Dr Stephen Whyte, a behavioural economist and deputy director at Queensland University of Technology’s Centre for Behavioural Economics, Society and Technology, explained: ‘This high global demand is primarily driven by the ongoing challenges posed by bone defects, particularly following trauma or surgical interventions such as tumour excision. Limitations associated with autologous bone grafts have driven exploration into alternatives like allografts, synthetic substitutes, and 3D-printed scaffolds.’
However, despite shared enthusiasm for innovation, the study reveals a stark divergence in attitudes between scientists and surgeons.
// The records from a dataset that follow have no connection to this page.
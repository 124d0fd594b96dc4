//! Bounded concurrency for downloads, with queue positions reported to waiters.

use super::PipelineError;
use parking_lot::Mutex;
use std::collections::VecDeque;
use std::sync::atomic::{AtomicU64, Ordering};
use std::sync::Arc;
use tokio::sync::{OwnedSemaphorePermit, Semaphore};
use tokio_util::sync::CancellationToken;
use tracing::debug;

/// Receives the number of requests ahead of the waiter
pub type PositionCallback = Arc<dyn Fn(usize) + Send + Sync>;

struct Waiter {
    id: u64,
    on_position: PositionCallback,
}

/// Limits how many downloads run at once.
///
/// Requests that cannot start immediately wait in FIFO order; every change of
/// the waiting line is reported to each waiter as its new position.
pub struct AdmissionController {
    semaphore: Arc<Semaphore>,
    pool_size: usize,
    waiters: Arc<Mutex<VecDeque<Waiter>>>,
    next_id: AtomicU64,
}

impl AdmissionController {
    /// Create a controller admitting `pool_size` concurrent holders (at least one)
    #[must_use]
    pub fn new(pool_size: usize) -> Self {
        let pool_size = pool_size.max(1);
        Self {
            semaphore: Arc::new(Semaphore::new(pool_size)),
            pool_size,
            waiters: Arc::new(Mutex::new(VecDeque::new())),
            next_id: AtomicU64::new(0),
        }
    }

    /// Wait for a slot.
    ///
    /// `on_position` is invoked with the number of requests ahead whenever it
    /// changes, and is never invoked if a slot is free right away.
    ///
    /// # Errors
    ///
    /// Returns `Canceled` if `cancel` fires first (the waiter leaves the line),
    /// or `Closed` if the controller was closed.
    pub async fn acquire(
        &self,
        cancel: &CancellationToken,
        on_position: PositionCallback,
    ) -> Result<AdmissionSlot, PipelineError> {
        if cancel.is_cancelled() {
            return Err(PipelineError::Canceled);
        }
        // no overtaking while others wait
        if self.waiters.lock().is_empty() {
            if let Ok(permit) = Arc::clone(&self.semaphore).try_acquire_owned() {
                return Ok(AdmissionSlot::new(permit));
            }
        }

        let id = self.next_id.fetch_add(1, Ordering::Relaxed);
        self.waiters.lock().push_back(Waiter { id, on_position });
        let _guard = WaitGuard {
            id,
            waiters: Arc::clone(&self.waiters),
        };
        broadcast_positions(&self.waiters);
        debug!(waiter = id, "Download slot busy, waiting");

        tokio::select! {
            biased;
            () = cancel.cancelled() => Err(PipelineError::Canceled),
            permit = Arc::clone(&self.semaphore).acquire_owned() => {
                permit.map(AdmissionSlot::new).map_err(|_| PipelineError::Closed)
            }
        }
    }

    /// Number of requests waiting for a slot
    #[must_use]
    pub fn queue_len(&self) -> usize {
        self.waiters.lock().len()
    }

    /// Number of free slots
    #[must_use]
    pub fn available(&self) -> usize {
        self.semaphore.available_permits()
    }

    /// Configured pool size
    #[must_use]
    pub const fn pool_size(&self) -> usize {
        self.pool_size
    }

    /// Refuse all pending and future waiters
    pub fn close(&self) {
        self.semaphore.close();
    }
}

/// Removes a waiter from the line however `acquire` ends
struct WaitGuard {
    id: u64,
    waiters: Arc<Mutex<VecDeque<Waiter>>>,
}

impl Drop for WaitGuard {
    fn drop(&mut self) {
        let removed = {
            let mut waiters = self.waiters.lock();
            let before = waiters.len();
            waiters.retain(|w| w.id != self.id);
            before != waiters.len()
        };
        if removed {
            broadcast_positions(&self.waiters);
        }
    }
}

fn broadcast_positions(waiters: &Mutex<VecDeque<Waiter>>) {
    let snapshot: Vec<(usize, PositionCallback)> = waiters
        .lock()
        .iter()
        .enumerate()
        .map(|(ahead, w)| (ahead, Arc::clone(&w.on_position)))
        .collect();
    for (ahead, callback) in snapshot {
        callback(ahead);
    }
}

/// A held download slot; released on drop or explicitly
#[derive(Debug)]
pub struct AdmissionSlot {
    permit: Option<OwnedSemaphorePermit>,
}

impl AdmissionSlot {
    fn new(permit: OwnedSemaphorePermit) -> Self {
        Self {
            permit: Some(permit),
        }
    }

    /// Give the slot back; further calls do nothing
    pub fn release(&mut self) {
        self.permit.take();
    }

    /// Whether the slot is still held
    #[must_use]
    pub const fn is_held(&self) -> bool {
        self.permit.is_some()
    }
}

#[cfg(test)]
mod tests {
    use super::*;
    use std::time::Duration;

    fn recorder() -> (PositionCallback, Arc<Mutex<Vec<usize>>>) {
        let seen = Arc::new(Mutex::new(Vec::new()));
        let sink = Arc::clone(&seen);
        (Arc::new(move |p: usize| sink.lock().push(p)), seen)
    }

    fn silent() -> PositionCallback {
        Arc::new(|_: usize| {})
    }

    async fn settle() {
        for _ in 0..10 {
            tokio::task::yield_now().await;
        }
    }

    #[tokio::test]
    async fn free_slot_is_granted_without_positions() -> Result<(), PipelineError> {
        let ctl = AdmissionController::new(2);
        let (cb, seen) = recorder();
        let slot = ctl.acquire(&CancellationToken::new(), cb).await?;

        assert!(slot.is_held());
        assert_eq!(ctl.available(), 1);
        assert!(seen.lock().is_empty());
        Ok(())
    }

    #[tokio::test]
    async fn release_is_idempotent() -> Result<(), PipelineError> {
        let ctl = AdmissionController::new(1);
        let mut slot = ctl.acquire(&CancellationToken::new(), silent()).await?;
        slot.release();
        slot.release();
        drop(slot);

        assert_eq!(ctl.available(), 1);
        Ok(())
    }

    #[tokio::test]
    async fn holders_never_exceed_pool() -> Result<(), PipelineError> {
        let ctl = Arc::new(AdmissionController::new(2));
        let active = Arc::new(std::sync::atomic::AtomicUsize::new(0));
        let peak = Arc::new(std::sync::atomic::AtomicUsize::new(0));

        let mut handles = Vec::new();
        for _ in 0..6 {
            let ctl = Arc::clone(&ctl);
            let active = Arc::clone(&active);
            let peak = Arc::clone(&peak);
            handles.push(tokio::spawn(async move {
                let _slot = ctl.acquire(&CancellationToken::new(), silent()).await?;
                let now = active.fetch_add(1, Ordering::SeqCst) + 1;
                peak.fetch_max(now, Ordering::SeqCst);
                tokio::time::sleep(Duration::from_millis(10)).await;
                active.fetch_sub(1, Ordering::SeqCst);
                Ok::<_, PipelineError>(())
            }));
        }
        for h in handles {
            h.await.expect("join")?;
        }

        assert!(peak.load(Ordering::SeqCst) <= 2);
        assert_eq!(ctl.available(), 2);
        Ok(())
    }

    #[tokio::test]
    async fn waiters_are_served_in_order_with_decreasing_positions() -> Result<(), PipelineError> {
        let ctl = Arc::new(AdmissionController::new(1));
        let mut held = ctl.acquire(&CancellationToken::new(), silent()).await?;

        let order = Arc::new(Mutex::new(Vec::new()));
        let mut positions = Vec::new();
        let mut handles = Vec::new();
        for i in 0..3 {
            let (cb, seen) = recorder();
            positions.push(seen);
            let ctl = Arc::clone(&ctl);
            let order = Arc::clone(&order);
            handles.push(tokio::spawn(async move {
                let slot = ctl.acquire(&CancellationToken::new(), cb).await?;
                order.lock().push(i);
                drop(slot);
                Ok::<_, PipelineError>(())
            }));
            settle().await;
        }
        assert_eq!(ctl.queue_len(), 3);

        held.release();
        for h in handles {
            h.await.expect("join")?;
        }

        assert_eq!(*order.lock(), vec![0, 1, 2]);
        for seen in positions {
            let seen = seen.lock();
            assert!(seen.windows(2).all(|w| w[1] <= w[0]), "positions {seen:?}");
        }
        assert_eq!(ctl.queue_len(), 0);
        Ok(())
    }

    #[tokio::test]
    async fn canceled_waiter_leaves_the_line() -> Result<(), PipelineError> {
        let ctl = Arc::new(AdmissionController::new(1));
        let _held = ctl.acquire(&CancellationToken::new(), silent()).await?;

        let first_cancel = CancellationToken::new();
        let first = {
            let ctl = Arc::clone(&ctl);
            let cancel = first_cancel.clone();
            tokio::spawn(async move { ctl.acquire(&cancel, silent()).await.map(|_| ()) })
        };
        settle().await;

        let (cb, seen) = recorder();
        let second = {
            let ctl = Arc::clone(&ctl);
            tokio::spawn(async move { ctl.acquire(&CancellationToken::new(), cb).await.map(|_| ()) })
        };
        settle().await;
        assert_eq!(ctl.queue_len(), 2);

        first_cancel.cancel();
        assert_eq!(first.await.expect("join"), Err(PipelineError::Canceled));
        settle().await;

        assert_eq!(ctl.queue_len(), 1);
        assert_eq!(seen.lock().last(), Some(&0));
        second.abort();
        Ok(())
    }

    #[tokio::test]
    async fn already_canceled_request_is_refused() {
        let ctl = AdmissionController::new(1);
        let cancel = CancellationToken::new();
        cancel.cancel();
        assert!(matches!(
            ctl.acquire(&cancel, silent()).await,
            Err(PipelineError::Canceled)
        ));
    }
}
While scientists are optimistic about the potential of biomaterials and tissue-engineered solutions, surgeons remain more cautious. They call for more explicit evidence of clinical relevance and regulatory guidance.
Professor Dietmar W Hutmacher, director of the Centre of Regenerative Medicine at QUT, highlighted this discrepancy.
He said: ‘Scientists foresee a fundamental change from autologous bone grafts to biomaterial and tissue-engineered solutions, reflecting their confidence in ongoing advancements. At the same time, they stress the importance of ensuring clinical relevance in preclinical studies and addressing regulatory uncertainties surrounding 3D-printed bone scaffolds.’
The study, conducted in collaboration with German research institutions and the University of Canberra, surveyed 337 surgeons and 99 scientists.
It revealed a consensus on one key factor: the importance of witnessing new technologies in action. Both groups agreed that live demonstrations or clinical trials showcasing the efficacy of biomaterial-based bone graft substitutes were the most influential factors for driving adoption.
Dr Whyte called for interdisciplinary alignment: ‘Our findings underscore the critical importance of aligning clinical needs, research outcomes, and regulatory frameworks. A more cohesive interdisciplinary approach is essential to develop and implement bone defect treatments that are both effective and accessible.’
Surgeons who participated in the study identified several barriers to adoption, including a lack of clinical relevance in preclinical studies and the need for clearer regulatory pathways for innovations like 3D-printed scaffolds.
Addressing these concerns will foster confidence in adopting advanced biomaterials and tissue-engineered products.
The researchers also highlighted the transformative potential of 3D printing technologies for orthopaedic trauma surgery.
These innovations offer advantages such as automation, speed, reproducibility, flexibility, and reduced manufacturing costs, making them promising alternatives to traditional methods.
Dr Whyte maintained that now is the time to ‘walk the talk’.
‘Surgeons and scientists must work together more closely than ever. A more cohesive interdisciplinary approach is essential to develop bone defect treatments that meet clinical needs while being widely accessible.’